Interview de NPA (nul par ailleurs)

Interview de NPA (nul par ailleurs)
Bonsoir, vous étiez , pardon une question technique pour la santé de ce plateau, Vous étiez ce matin en Angleterre, vous vous êtes fait décontaminé en venant ?

Matt: "Et bien j'ai été décontaminé. Regardez, je vous donne une démonstration en direct. Voilà , j'ai le cachet qui fait foi de l'intégrité sanitaire" (Il se lève, se retourne et fait mine de baisser son pantalon)

Alors votre nouveau single sort aujourd'hui en France et dans le reste de l'Europe seulement dans quelques jours, c'est un privilège particulier, notre pays vous branche tout particulièrement ?

Matt : "Euh pardon ? (En fait Matt, était en train de se soucier qu'on montre bien la pochette de son nouveau single à l'antenne) Oui, tout à fait, c'est à dire qu'on a joué ici quatre fois déjà il me semble et je crois qu'en France on a démarré trés rapidement en même temps qu'en Angleterre en fait on a démarré dans les deux pays parce que je crois que la musique branche les gens d'ici çà marche trés bien. "

On vous compare souvent à Jeff Buckley ou à Radiohead, trés souvent. Cà vous énerve ou çà vous flatte ?

Matt : "Pour Jeff Buckley, c'est un trés grand chanteur. Jusqu'aux années 90, moi j'avais une voix, un tempo, plutot une hauteur de son assez élevée donc j'avais une voix un peu de faussette"

On entend parfois dire que la scène musicale anglaise serait un petit peu moribonde depuis la brit pop. Selon vous, et à part vous, est-ce qu'il y a une nouvelle génération de talents qui attendent d'exploser là tout de suite ?

Matt: "Non...(rire) Non, je plaisante, il y a quand même quelques groupes qui commencent à émerger quand même. Il y a plusieurs groupes qui me viennent à l'esprit..."

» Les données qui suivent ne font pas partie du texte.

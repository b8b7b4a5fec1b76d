// Copyright 2025 The Strata Authors
//
// Licensed under the Apache License, Version 2.0 (the "License");
// you may not use this file except in compliance with the License.
// You may obtain a copy of the License at
//
// https://www.apache.org/licenses/LICENSE-2.0
//
// Unless required by applicable law or agreed to in writing, software
// distributed under the License is distributed on an "AS IS" BASIS,
// WITHOUT WARRANTIES OR CONDITIONS OF ANY KIND, either express or implied.
// See the License for the specific language governing permissions and
// limitations under the License.

#![expect(missing_docs)]

//! Typed record storage under the repository directory.
//!
//! All persisted state goes through this adapter: whole-file JSON records and
//! line-delimited JSON logs. Writes are atomic (temp file in the target
//! directory, then rename), so concurrent readers observe either the old or
//! the new record, never a torn one. Reads are cached in memory and the cache
//! entry is invalidated by any write through the same adapter.

use std::cell::RefCell;
use std::collections::HashMap;
use std::fs;
use std::io::Write as _;
use std::path::Path;
use std::path::PathBuf;
use std::sync::Arc;

use serde::Serialize;
use serde::de::DeserializeOwned;

use crate::error::RepoError;
use crate::error::RepoResult;
use crate::file_util;

/// Record store rooted at a repository directory.
#[derive(Debug)]
pub struct ObjectStore {
    root: PathBuf,
    cache: RefCell<HashMap<String, Arc<Vec<u8>>>>,
}

impl ObjectStore {
    pub fn new(root: impl Into<PathBuf>) -> Self {
        Self {
            root: root.into(),
            cache: RefCell::new(HashMap::new()),
        }
    }

    pub fn root(&self) -> &Path {
        &self.root
    }

    fn abs(&self, rel: &str) -> PathBuf {
        self.root.join(rel)
    }

    /// Creates the directory and any missing parents.
    pub fn mkdir_p(&self, rel: &str) -> RepoResult<()> {
        let path = self.abs(rel);
        fs::create_dir_all(&path).map_err(|err| RepoError::DirectoryCreateFailed {
            path,
            source: err.into(),
        })
    }

    /// Atomically replaces the record at `rel` with `bytes`.
    pub fn write_atomic(&self, rel: &str, bytes: &[u8]) -> RepoResult<()> {
        let path = self.abs(rel);
        file_util::write_atomic(&path, bytes).map_err(|err| RepoError::StorageWriteFailed {
            path: path.clone(),
            source: err.into(),
        })?;
        tracing::debug!(path = %path.display(), len = bytes.len(), "wrote record");
        self.cache.borrow_mut().remove(rel);
        Ok(())
    }

    /// Reads the record at `rel`, or `None` if it does not exist.
    pub fn read(&self, rel: &str) -> RepoResult<Option<Arc<Vec<u8>>>> {
        if let Some(cached) = self.cache.borrow().get(rel) {
            return Ok(Some(cached.clone()));
        }
        let path = self.abs(rel);
        match fs::read(&path) {
            Ok(bytes) => {
                let bytes = Arc::new(bytes);
                self.cache
                    .borrow_mut()
                    .insert(rel.to_string(), bytes.clone());
                Ok(Some(bytes))
            }
            Err(err) if err.kind() == std::io::ErrorKind::NotFound => Ok(None),
            Err(err) => Err(RepoError::StorageReadFailed {
                path,
                source: err.into(),
            }),
        }
    }

    /// Appends one line to the log at `rel`, creating it if missing.
    pub fn append_line(&self, rel: &str, line: &str) -> RepoResult<()> {
        debug_assert!(!line.contains('\n'));
        let path = self.abs(rel);
        let append = || -> std::io::Result<()> {
            let mut file = fs::OpenOptions::new()
                .create(true)
                .append(true)
                .open(&path)?;
            writeln!(file, "{line}")?;
            file.sync_data()
        };
        append().map_err(|err| RepoError::StorageWriteFailed {
            path: path.clone(),
            source: err.into(),
        })?;
        self.cache.borrow_mut().remove(rel);
        Ok(())
    }

    /// Reads the log at `rel` as lines, empty if the file does not exist.
    pub fn read_lines(&self, rel: &str) -> RepoResult<Vec<String>> {
        match self.read(rel)? {
            None => Ok(vec![]),
            Some(bytes) => {
                let text = str::from_utf8(&bytes).map_err(|err| RepoError::StorageCorrupt {
                    path: self.abs(rel),
                    message: err.to_string(),
                })?;
                Ok(text.lines().map(|line| line.to_string()).collect())
            }
        }
    }

    /// Metadata of the record at `rel`, or `None` if it does not exist.
    pub fn stat(&self, rel: &str) -> RepoResult<Option<fs::Metadata>> {
        let path = self.abs(rel);
        match fs::metadata(&path) {
            Ok(metadata) => Ok(Some(metadata)),
            Err(err) if err.kind() == std::io::ErrorKind::NotFound => Ok(None),
            Err(err) => Err(RepoError::StorageReadFailed {
                path,
                source: err.into(),
            }),
        }
    }

    pub fn rename(&self, src: &str, dst: &str) -> RepoResult<()> {
        let from = self.abs(src);
        let to = self.abs(dst);
        fs::rename(&from, &to).map_err(|err| RepoError::FileMoveFailed {
            from,
            to,
            source: err.into(),
        })?;
        let mut cache = self.cache.borrow_mut();
        cache.remove(src);
        cache.remove(dst);
        Ok(())
    }

    pub fn rm_rf(&self, rel: &str) -> RepoResult<()> {
        let path = self.abs(rel);
        let result = if path.is_dir() {
            fs::remove_dir_all(&path)
        } else {
            fs::remove_file(&path)
        };
        match result {
            Ok(()) => {}
            Err(err) if err.kind() == std::io::ErrorKind::NotFound => {}
            Err(err) => {
                return Err(RepoError::StorageWriteFailed {
                    path,
                    source: err.into(),
                });
            }
        }
        self.cache
            .borrow_mut()
            .retain(|key, _| !key.starts_with(rel));
        Ok(())
    }

    /// Reads and parses the JSON record at `rel`.
    pub fn read_json<T: DeserializeOwned>(&self, rel: &str) -> RepoResult<Option<T>> {
        let Some(bytes) = self.read(rel)? else {
            return Ok(None);
        };
        let value = serde_json::from_slice(&bytes).map_err(|err| RepoError::StorageCorrupt {
            path: self.abs(rel),
            message: err.to_string(),
        })?;
        Ok(Some(value))
    }

    /// Serializes `value` and atomically replaces the record at `rel`.
    pub fn write_json<T: Serialize>(&self, rel: &str, value: &T) -> RepoResult<()> {
        let bytes =
            serde_json::to_vec_pretty(value).map_err(|err| RepoError::StorageWriteFailed {
                path: self.abs(rel),
                source: err.into(),
            })?;
        self.write_atomic(rel, &bytes)
    }

    /// Registers a filesystem watch. Watching is delegated to external
    /// collaborators; the plain filesystem store does not provide it.
    pub fn watch(
        &self,
        _rel: &str,
        _callback: Box<dyn FnMut(&Path) + 'static>,
    ) -> RepoResult<WatchHandle> {
        Err(RepoError::WatchNotSupported)
    }
}

/// Opaque handle returned by a successful [`ObjectStore::watch`]
/// registration; dropping it cancels the watch.
#[derive(Debug)]
pub struct WatchHandle {
    _private: (),
}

Moi je voulais vous remercier puisque normalement vous étiez en studio en train de finir l'album. On vous a demandé de venir pour la dernière et vous avez accepté et en tant que programmateur de cette émission je tiens à vous remercier

Matt: "Tout le plaisir était pour moi." (Matt se retourne fréquemment et interroge du regard pour savoir si l'interview va encore durer longtemps)

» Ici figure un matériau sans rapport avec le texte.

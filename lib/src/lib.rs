// Copyright 2025 The Strata Authors
//
// Licensed under the Apache License, Version 2.0 (the "License");
// you may not use this file except in compliance with the License.
// You may obtain a copy of the License at
//
// https://www.apache.org/licenses/LICENSE-2.0
//
// Unless required by applicable law or agreed to in writing, software
// distributed under the License is distributed on an "AS IS" BASIS,
// WITHOUT WARRANTIES OR CONDITIONS OF ANY KIND, either express or implied.
// See the License for the specific language governing permissions and
// limitations under the License.

//! Library for Strata, a change-centric version control engine.
//!
//! Strata layers a stable-identity change model on top of a content-addressed
//! commit store: every file edit is captured in the working-copy change,
//! history rewriting is routine (descendants follow automatically), merge
//! conflicts are first-class persisted data, and every mutation lands in an
//! append-only operation log that supports exact time travel and undo.
//!
//! The entry point is [`repo::Repository`].

#![warn(missing_docs)]

pub mod backend;
pub mod conflicts;
pub mod error;
pub mod event;
pub mod file_util;
pub mod fsmonitor;
pub mod graph;
pub mod hex_util;
pub mod merge_driver;
pub mod object_id;
pub mod op_store;
pub mod refs;
pub mod repo;
pub mod repo_path;
pub mod revset;
pub mod revset_parser;
pub mod settings;
pub mod store;
pub mod sync;
pub mod working_copy;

Dans quelques instants. Il y a un album qui va sortir. Cà c'est l'avant single, il s'appelle Plug in Baby qu'on va entendre tout à l'heure vous allez le jouer en live. Il y a aussi des inédits. L'album vous en êtes où de l'enregistrement de l'album ?

Matt: "Il reste encore une semaine d'enregistrement et trois semaines de mixage et j'espère qu'n Juin il sortira, enfin çà sera tout terminé à ce moment là. Il reste encore deux petites choses locales à faire et puis c'est bon. "

Sur certains sites internet, on dit que vous allez finir l'enregistrement sur la péniche de David Geebour

Matt: "Non, j'y suis déjà allé en fait, j'en sors à l'instant, j'y était en fait il y a quelques jours. C'est le bateau des Pink Floyd, je crois qu'il appartenait à Charlie Chaplin aussi. C'est un bateau célèbre hanté par toutes ses célébrités, trés sympa."